Friday, December 28, 2012

Wednesday, December 26, 2012

What part of hold-short don't you...

Yikes! This could've gone badly...



It's a good reminder not to fixate on your landing point when landing an airplane. Keep scanning, not only for other traffic in the air, but also for the situation on the ground.

Similar to an intersection, I don't trust drivers until I see their wheels stop. I assume everyone is going to blow through the intersection.

Good job by this pilot to avoid disaster, though.

Here's the (almost) accident report.

Friday, December 21, 2012

The cover boy

OK, I'm not really the cover boy. I'm the "Page 102 boy" in the January 2013 edition of Sport Aviation Magazine from the Experimental Aircraft Association.

The quotes aren't exactly the way I said them and one that's wrong slipped through. I didn't say I never missed kids games or events.

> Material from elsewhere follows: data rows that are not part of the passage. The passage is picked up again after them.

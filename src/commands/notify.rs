//! Notify command implementation
//!
//! Plays the host runtime: builds a Keep notifier and fires it once with an
//! event context taken from the command line.

use crate::cli::args::{NotifyArgs, OutputFormat};
use crate::cli::output::{print_output, Message, RequestPreview};
use crate::config::Config;
use crate::error::Result;
use crate::notifier::{KeepNotifier, Notifier};

/// Execute the notify command
pub fn run_notify(args: &NotifyArgs, config: &Config, format: OutputFormat) -> Result<()> {
    let data = args.alert.to_map()?;
    let notifier = KeepNotifier::new(&config.registry(), &config.keep, &data)?;
    let context = args.context();

    if config.general.dry_run {
        let request = notifier.preview(&context)?;
        print_output(&RequestPreview::from(&request), format)?;
        return Ok(());
    }

    notifier.notify(&context)?;

    let target = context.task_id.as_deref().unwrap_or("<no task>");
    print_output(
        &Message {
            message: format!(
                "Notified Keep of '{}' for task {} via '{}'",
                notifier.payload().name,
                target,
                notifier.conn_id()
            ),
            success: true,
        },
        format,
    )?;

    Ok(())
}
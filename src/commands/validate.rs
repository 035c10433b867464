//! Validate command implementation
//!
//! Checks a payload file against the alert schema without sending anything.

use crate::cli::args::{OutputFormat, ValidateArgs};
use crate::cli::output::{print_output, PayloadView};
use crate::config::Config;
use crate::domain::AlertPayload;
use crate::error::Result;
use chrono::Utc;
use serde_json::Value;
use std::io::Read;

/// Execute the validate command
pub fn run_validate(args: &ValidateArgs, config: &Config, format: OutputFormat) -> Result<()> {
    let content = if args.path == "-" {
        let mut buf = String::new();
        std::io::stdin().read_to_string(&mut buf)?;
        buf
    } else {
        std::fs::read_to_string(&args.path)?
    };

    let value: Value = serde_json::from_str(&content)?;
    let mut payload = AlertPayload::from_value(&value, config.keep.unknown_keys)?;

    if args.enrich {
        payload.fill_timestamps(Utc::now());
        payload.validate()?;
    }

    log::debug!("Payload '{}' is valid", payload.name);
    print_output(&PayloadView::from(payload), format)?;

    Ok(())
}
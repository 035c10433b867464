//! Send command implementation
//!
//! Sends one alert built from flags and/or a JSON file.

use crate::cli::args::{OutputFormat, SendArgs};
use crate::cli::output::{print_output, Message, RequestPreview};
use crate::client::AlertClient;
use crate::config::Config;
use crate::domain::AlertPayload;
use crate::error::Result;

/// Execute the send command
pub fn run_send(args: &SendArgs, config: &Config, format: OutputFormat) -> Result<()> {
    // Validate before touching connections or the network
    let data = args.alert.to_map()?;
    let payload = AlertPayload::from_map(&data, config.keep.unknown_keys)?;

    let client = AlertClient::connect(
        &config.registry(),
        &config.keep.conn_id,
        config.keep.alert_endpoint.as_str(),
        config.keep.timeout(),
    )?;

    if config.general.dry_run {
        let request = client.build_request(&payload)?;
        print_output(&RequestPreview::from(&request), format)?;
        return Ok(());
    }

    client.send(&payload)?;

    print_output(
        &Message {
            message: format!("Sent alert '{}' to {}", payload.name, client.url()),
            success: true,
        },
        format,
    )?;

    Ok(())
}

I missed a lot of them, partly because of the paper route. I regret that immensely.

And the plane that's shown on the third page isn't my plane. I don't know whose plane it is, but thanks for letting us use your picture because it's nicer than mine is. It looks like an RV-10 to me, so I presume it belongs to Gary Speketer, who stopped by to help me hang the engine, and whom I wrote about here.




Wednesday, December 12, 2012

How plane crashes happen

(Reposted from the day job)


It's not often we hear firsthand the stories of how plane crashes occur, especially the one in Rochester, Minn., last week in which four people on their way home from the Packers-Vikings game in Green Bay, ended up upside down in a crashed plane.

The cemeteries are full of pilots and passengers who tried to land an airplane in bad weather.

But pilot Scott Lebovitz, 23, of Owatonna, and three passengers Daniel Cronk, 36; Alan De Keyrel, 38; and a 9-year-old boy, all from Byron -- suffered only bumps and bruises.

Mr. De Keyrel has written a compelling account of the incident (and provided very interesting pictures) on his company's website:

We descended into the clouds. From that point on, I never saw runway lights or anything on the ground. I recall looking at the altimeter briefly and noticing our slow decent towards the ground. From the time that I actually saw the ground to impact, there was no time to react, grab for the controls or even say anything. I saw the ground for a split second and then “BAM!”, we were hanging upside down.

“Oh my God! Get out of the plane before it explodes!” Scott shouted.

“Cronk, Colin,” I yelled, “are you okay?”

Both responded and I felt a huge sigh of relief. We were all alive! I reached for my seatbelt and quickly unlatched it, crashing to the roof of the plane. It was pitch black. I couldn’t find the door handle. A window popped open during the crash so I crawled through the small opening. Once outside, I realized that I was standing on the wing. I heard Colin say, “How do I get out?” in a scared voice. I leaned through the window opening and said, “Colin, crawl over here!” A few seconds later I saw his legs appear and I pulled him from the wreckage.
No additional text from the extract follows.